The first physical camera system, a spatial main menu, and the visual language that ran from styleguide to in-game wipe — owned end-to-end as a 1st‑year UI/UX art director.

2K15 was the year we stopped treating the menu like a screen and started treating it like a place. From the visual styleguide that anchored every surface to the physical camera system that let the UI breathe in 3D space, this was end-to-end ownership of a next-gen first impression.

01 — UI Concept Visual Design

The styleguide that set the tone.

2K15 UI concept visual design — featured frame
2K15 UI concept 01
2K15 UI concept 06
2K15 UI concept 05
2K15 UI concept 03

UI concept visual design done by me, used as the styleguide for the rest of the UI on 2K15. Every downstream surface — mode branding, in-game overlays, presentation layer — was traced back to the language set in these frames.

02 — Spatial Main Menu

Environment, camera, anchored UI.

I designed the spatial Main Menu UI/UX end-to-end — the environment, the camera animation flows, and the anchor points that bound menu elements to the world. The polished pass plays in the hero above; the early in-engine clean visible here.

03 — The Physical Camera System

A first for NBA 2K's UI.

2K15 spatial menu still 1a
2K15 spatial menu still 2

I planned, built, and reworked — with our talented engineers Kefei Lei and Johnnie Yang — the first physical camera system and in-world menu marker usage in NBA 2K's UI. It went on to be used and pushed forward across many of the franchise's highest-profile first-impression systems in the years that followed.

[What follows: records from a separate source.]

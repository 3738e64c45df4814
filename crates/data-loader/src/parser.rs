//! Parser for the pairwise distance table CSV.
//!
//! Expected shape (column order free, header-driven):
//! `location_a,location_b,region_a,region_b,scenesDistance,...,votingDistance`
//!
//! Location names may contain commas ("New York-Newark, NY-NJ-PA"), so
//! fields are split with a minimal quote-aware scanner rather than a plain
//! `split(',')`. Feature cells may be empty or literal `NaN`/`null`; both
//! parse to an absent value, never to zero.

use crate::error::{DataLoadError, Result};
use crate::types::{DistanceRecord, Feature};
use std::fs;
use std::path::Path;

/// Column positions resolved from the header line.
struct ColumnMap {
    location_a: usize,
    location_b: usize,
    region_a: usize,
    region_b: usize,
    /// Position per feature, in `Feature::ALL` order; a feature column may
    /// be absent from the file entirely (all values treated as missing)
    features: [Option<usize>; Feature::COUNT],
}

/// Split one CSV line into fields, honoring double-quoted fields and
/// doubled-quote escapes.
fn split_csv_line(line: &str) -> Vec<String> {
    let mut fields = Vec::new();
    let mut current = String::new();
    let mut in_quotes = false;
    let mut chars = line.chars().peekable();

    while let Some(c) = chars.next() {
        match c {
            '"' if in_quotes => {
                if chars.peek() == Some(&'"') {
                    // Escaped quote inside a quoted field
                    current.push('"');
                    chars.next();
                } else {
                    in_quotes = false;
                }
            }
            '"' => in_quotes = true,
            ',' if !in_quotes => {
                fields.push(std::mem::take(&mut current));
            }
            _ => current.push(c),
        }
    }
    fields.push(current);
    fields
}

/// Parse one feature cell. Empty cells and literal NaN/null markers are
/// missing data; 0.0 has a real similarity meaning and is kept.
fn parse_feature_cell(raw: &str) -> Result<Option<f64>> {
    let trimmed = raw.trim();
    if trimmed.is_empty() {
        return Ok(None);
    }
    match trimmed.to_ascii_lowercase().as_str() {
        "nan" | "null" | "na" | "none" => return Ok(None),
        _ => {}
    }
    let value: f64 = trimmed
        .parse()
        .map_err(|_| DataLoadError::InvalidValue {
            field: "feature".to_string(),
            value: trimmed.to_string(),
        })?;
    if value.is_nan() {
        Ok(None)
    } else {
        Ok(Some(value))
    }
}

fn resolve_columns(file: &str, header: &[String]) -> Result<ColumnMap> {
    let find = |name: &str| -> Result<usize> {
        header
            .iter()
            .position(|h| h.trim() == name)
            .ok_or_else(|| DataLoadError::MissingColumn {
                file: file.to_string(),
                column: name.to_string(),
            })
    };

    let mut features = [None; Feature::COUNT];
    for feature in Feature::ALL {
        features[feature.index()] = header
            .iter()
            .position(|h| h.trim() == feature.column_name());
    }

    Ok(ColumnMap {
        location_a: find("location_a")?,
        location_b: find("location_b")?,
        region_a: find("region_a")?,
        region_b: find("region_b")?,
        features,
    })
}

fn parse_record(
    file: &str,
    line_no: usize,
    fields: &[String],
    columns: &ColumnMap,
) -> Result<DistanceRecord> {
    let field = |idx: usize, name: &str| -> Result<&str> {
        fields
            .get(idx)
            .map(|s| s.trim())
            .ok_or_else(|| DataLoadError::ParseError {
                file: file.to_string(),
                line: line_no,
                reason: format!("Missing {name}"),
            })
    };

    let a = field(columns.location_a, "location_a")?.to_string();
    let b = field(columns.location_b, "location_b")?.to_string();
    let region_a = field(columns.region_a, "region_a")?.to_string();
    let region_b = field(columns.region_b, "region_b")?.to_string();

    if a.is_empty() || b.is_empty() {
        return Err(DataLoadError::ParseError {
            file: file.to_string(),
            line: line_no,
            reason: "Empty location id".to_string(),
        });
    }
    // A location paired with itself carries no preference signal and would
    // poison both partitions downstream.
    if a == b {
        return Err(DataLoadError::ValidationError(format!(
            "Self-pair '{a}' at line {line_no} in {file}"
        )));
    }

    let mut values = [None; Feature::COUNT];
    for feature in Feature::ALL {
        if let Some(col) = columns.features[feature.index()] {
            let raw = fields.get(col).map(|s| s.as_str()).unwrap_or("");
            values[feature.index()] =
                parse_feature_cell(raw).map_err(|_| DataLoadError::ParseError {
                    file: file.to_string(),
                    line: line_no,
                    reason: format!(
                        "Invalid {} value: {}",
                        feature.column_name(),
                        raw.trim()
                    ),
                })?;
        }
    }

    Ok(DistanceRecord {
        a,
        b,
        region_a,
        region_b,
        values,
    })
}

/// Parse a distance table CSV into records.
///
/// The first non-empty line is the header; every subsequent non-empty line
/// is one unordered location pair.
pub fn parse_distance_csv(path: &Path) -> Result<Vec<DistanceRecord>> {
    let file_name = path
        .file_name()
        .map(|n| n.to_string_lossy().into_owned())
        .unwrap_or_else(|| path.display().to_string());

    let content = fs::read_to_string(path).map_err(|e| {
        if e.kind() == std::io::ErrorKind::NotFound {
            DataLoadError::FileNotFound {
                path: path.display().to_string(),
            }
        } else {
            DataLoadError::IoError(e)
        }
    })?;

    parse_distance_csv_str(&file_name, &content)
}

/// Parse distance table CSV content. Split out from [`parse_distance_csv`]
/// so tests can feed literal text.
pub fn parse_distance_csv_str(file: &str, content: &str) -> Result<Vec<DistanceRecord>> {
    let mut lines = content
        .lines()
        .enumerate()
        .filter(|(_, l)| !l.trim().is_empty());

    let (_, header_line) = lines.next().ok_or_else(|| DataLoadError::ParseError {
        file: file.to_string(),
        line: 1,
        reason: "Empty file".to_string(),
    })?;
    let header = split_csv_line(header_line);
    let columns = resolve_columns(file, &header)?;

    let mut records = Vec::new();
    for (idx, line) in lines {
        let fields = split_csv_line(line);
        records.push(parse_record(file, idx + 1, &fields, &columns)?);
    }
    Ok(records)
}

04 — Presentation Direction

High-energy sports wipes, same language.

2K15 Presentation styleboard — featured
2K15 Presentation styleboard 2
2K15 Presentation styleboard 3
2K15 Presentation styleboard 4
2K15 Presentation styleboard 5

I was also directing the game's Presentation layer — high-energy sports wipes, transitions, and overlay sequencing. Because the visual design language and environment had already been established in the styleguide, it was easy to propagate that DNA forward into every in-game wipe and broadcast moment.

05 — BreakBoard

Overlay UI in motion.

The presentation direction inspired the Presentation UI overlays. Here's a sports "BreakBoard" — the broadcast-style stat card that flashes between possessions, built on the same hard-edged motion grammar as the wipes.

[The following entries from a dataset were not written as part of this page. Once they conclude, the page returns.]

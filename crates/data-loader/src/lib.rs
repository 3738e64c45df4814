//! # Data Loader Crate
//!
//! This crate handles loading and indexing the pairwise distance tables
//! that back the preference-matching engine.
//!
//! ## Main Components
//!
//! - **types**: Core domain types (LocationId, Feature, DistanceRecord,
//!   DistanceTable)
//! - **parser**: Parse distance-table CSVs into records
//! - **index**: Build the indexed table, validation, per-granularity loading
//! - **error**: Error types for data loading
//!
//! ## Example Usage
//!
//! ```ignore
//! use data_loader::{DistanceTable, Feature};
//! use std::path::Path;
//!
//! let table = DistanceTable::load_from_csv(Path::new("data/similar_city_pairs.csv"))?;
//!
//! for record in table.records_touching("Austin") {
//!     println!("{} <-> {}: {:?}", record.a, record.b, record.value(Feature::Scenes));
//! }
//! ```

// Public modules
pub mod error;
pub mod types;
pub mod parser;
pub mod index;

// Re-export commonly used types for convenience
pub use error::{DataLoadError, Result};
pub use index::{Granularity, load_tables};
pub use types::{
    // Type aliases
    LocationId,
    Region,
    // Core types
    DistanceRecord,
    DistanceTable,
    // Enums and schema constants
    Feature,
    Side,
    MODEL_INPUT_WIDTH,
};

06 — Cinematic Team Logo Wipes

Outsourced where the engine couldn't go.

For moments that needed more than in-engine could deliver, we used the same visual language to brief and outsource cinematic-quality 3D team logo wipes. These were produced by Geoff Hecht and his formerly-owned Hectic Studio — pre-rendered, broadcast-grade, and tuned to drop straight into the same motion cadence as everything else on screen.

2K15 was a passion project — hands-on ownership of concept, direction, and technical direction, all while pushing the boundaries of UI technology in-engine as a 1st‑year UI/UX art director.